26. Questions of interest
26.1 Whether or not [Buyer] is entitled to claim interest on damages, if it is successful in this Arbitration, is within the discretion of the Tribunal.
26.2 The Tribunal would have been considerably more sympathetic to a claim for interest, if [Buyer] had determined for itself the proper date on which its damages were required to be assessed, and had presented its case on that basis.
26.3 However, it cannot be said that [Seller]'s actions are without fault. [Seller] has been found to be in fundamental breach of the Contract. It appears as if in order to save shipping costs and to obtain a higher price for the subject goods, it was prepared to disregard the standard of good faith that contracting parties are entitled to expect from each other.
26.4 If this Tribunal comes to the conclusion that Article 114 is to be invoked, any award from damages should carry interest at the official Chinese Bank Rate. The Tribunal would invite submissions from the parties as to that rate. The Tribunal would also award interest on the Award at the same rate.
28. Conclusions thus far
For the reasons and upon the ground set out above, the Tribunal comes to the following conclusions:
(a) There has been a fundamental breach of contract by [Seller]. The defences to [Buyer]'s claims are to be rejected except for the issue of the quantum of damages.
(b) Clause 7.2 has not been proved to be invalid.

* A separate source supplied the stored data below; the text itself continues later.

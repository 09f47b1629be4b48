//! Core data model shared by every source adapter.

mod record;

pub use record::{IdentityKey, Record, RecordBuilder, SourceKind, UnknownSource};
//! Configuration management.
//!
//! Settings come from, in increasing precedence: built-in defaults, an
//! optional TOML file, `PAPER_HARVEST_*` environment variables, and finally
//! command-line flags (applied in `main`).
//!
//! # Configuration File Format
//!
//! ```toml
//! [search]
//! keywords = "aortic stenosis, deep learning"
//! sources = "pubmed,crossref,openalex"
//! max_results = 20
//!
//! [http]
//! timeout_secs = 30
//! max_concurrent_per_source = 2
//! contact_email = "lab@example.org"
//!
//! [output]
//! directory = "./data"
//! summary_title = "Literature Summary"
//! ```
//!
//! Nested keys map to environment variables with a double underscore, e.g.
//! `PAPER_HARVEST_HTTP__TIMEOUT_SECS=10`.

use serde::{Deserialize, Serialize};
use std::path::{Path, PathBuf};
use std::time::Duration;

pub const DEFAULT_KEYWORDS: &str =
    "aortic stenosis, mitral regurgitation, valvular heart disease, deep learning";
pub const DEFAULT_SOURCES: &str = "pubmed,crossref,openalex";
pub const CONFIG_FILE_NAME: &str = "paper-harvest.toml";

/// Application configuration
#[derive(Debug, Clone, Default, Serialize, Deserialize)]
pub struct Config {
    #[serde(default)]
    pub search: SearchConfig,

    #[serde(default)]
    pub http: HttpConfig,

    #[serde(default)]
    pub output: OutputConfig,
}

/// What to search for and where
#[derive(Debug, Clone, Serialize, Deserialize)]
pub struct SearchConfig {
    /// Comma-separated keywords
    #[serde(default = "default_keywords")]
    pub keywords: String,

    /// Comma-separated source names
    #[serde(default = "default_sources")]
    pub sources: String,

    /// Result cap per (source, keyword) request
    #[serde(default = "default_max_results")]
    pub max_results: usize,
}

impl Default for SearchConfig {
    fn default() -> Self {
        Self {
            keywords: default_keywords(),
            sources: default_sources(),
            max_results: default_max_results(),
        }
    }
}

fn default_keywords() -> String {
    DEFAULT_KEYWORDS.to_string()
}

fn default_sources() -> String {
    DEFAULT_SOURCES.to_string()
}

fn default_max_results() -> usize {
    20
}

/// Upstream request settings
#[derive(Debug, Clone, Serialize, Deserialize)]
pub struct HttpConfig {
    /// Deadline for each request and each (source, keyword) unit of work
    #[serde(default = "default_timeout_secs")]
    pub timeout_secs: u64,

    /// Maximum in-flight units per upstream source
    #[serde(default = "default_max_concurrent")]
    pub max_concurrent_per_source: usize,

    /// Contact address sent in the user agent and to Crossref/OpenAlex
    #[serde(default = "default_contact_email")]
    pub contact_email: Option<String>,
}

impl HttpConfig {
    pub fn timeout(&self) -> Duration {
        Duration::from_secs(self.timeout_secs.max(1))
    }
}

impl Default for HttpConfig {
    fn default() -> Self {
        Self {
            timeout_secs: default_timeout_secs(),
            max_concurrent_per_source: default_max_concurrent(),
            contact_email: default_contact_email(),
        }
    }
}

/// `PAPER_HARVEST_EMAIL`, when set and non-blank
fn default_contact_email() -> Option<String> {
    std::env::var("PAPER_HARVEST_EMAIL")
        .ok()
        .filter(|email| !email.trim().is_empty())
}

fn default_timeout_secs() -> u64 {
    30
}

fn default_max_concurrent() -> usize {
    2
}

/// Output file settings
#[derive(Debug, Clone, Serialize, Deserialize)]
pub struct OutputConfig {
    #[serde(default = "default_output_dir")]
    pub directory: PathBuf,

    /// Heading of the Markdown summary
    #[serde(default = "default_summary_title")]
    pub summary_title: String,
}

impl Default for OutputConfig {
    fn default() -> Self {
        Self {
            directory: default_output_dir(),
            summary_title: default_summary_title(),
        }
    }
}

fn default_output_dir() -> PathBuf {
    PathBuf::from("data")
}

fn default_summary_title() -> String {
    "Literature Summary".to_string()
}

/// Load configuration from an optional file plus `PAPER_HARVEST_*` variables
pub fn load_config(path: Option<&Path>) -> Result<Config, config::ConfigError> {
    let mut builder = config::Config::builder();
    if let Some(path) = path {
        builder = builder.add_source(config::File::from(path));
    }

    let settings = builder
        .add_source(
            config::Environment::with_prefix("PAPER_HARVEST")
                .prefix_separator("_")
                .separator("__")
                .try_parsing(true),
        )
        .build()?;

    settings.try_deserialize()
}

/// Look for a config file in the working directory, then the user config dir
pub fn find_config_file() -> Option<PathBuf> {
    let local = PathBuf::from(CONFIG_FILE_NAME);
    if local.is_file() {
        return Some(local);
    }

    dirs::config_dir()
        .map(|dir| dir.join("paper-harvest").join("config.toml"))
        .filter(|path| path.is_file())
}

/// Split a comma-separated argument into trimmed, non-empty, unique items.
///
/// First occurrence wins, so the declared order is preserved.
pub fn parse_list(value: &str) -> Vec<String> {
    let mut items: Vec<String> = Vec::new();
    for item in value.split(',').map(str::trim).filter(|s| !s.is_empty()) {
        if !items.iter().any(|existing| existing == item) {
            items.push(item.to_string());
        }
    }
    items
}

(c) The last sentence of clause 7.2 of the Contract does not preclude the application of Article 114.
(d) [Buyer] has not waived and/or abandoned its right to claim damages.
(e) Whether or not this Tribunal will exercise its discretion under Article 114 will depend upon the current price of the goods at the time of the avoidance of the Contract by [Seller] of the Contract.
(f) The current price at the relevant date still remain open questions, and in regard to which the Tribunal will seek further evidence and/or submissions from the parties (see the further directions below).
(g) The question whether the Arbitral Tribunal will apply Article 114 will obviously depend upon the current price of the goods at the relevant date and with delivery at the relevant port or if there was no such price, then the price determined under Article 76(1).
(h) Interest on damages, if any, and costs will be determined in the final award when the Tribunal determines the remaining Article 76 questions above.
(i) Further evidence and submissions in regard to costs will be required.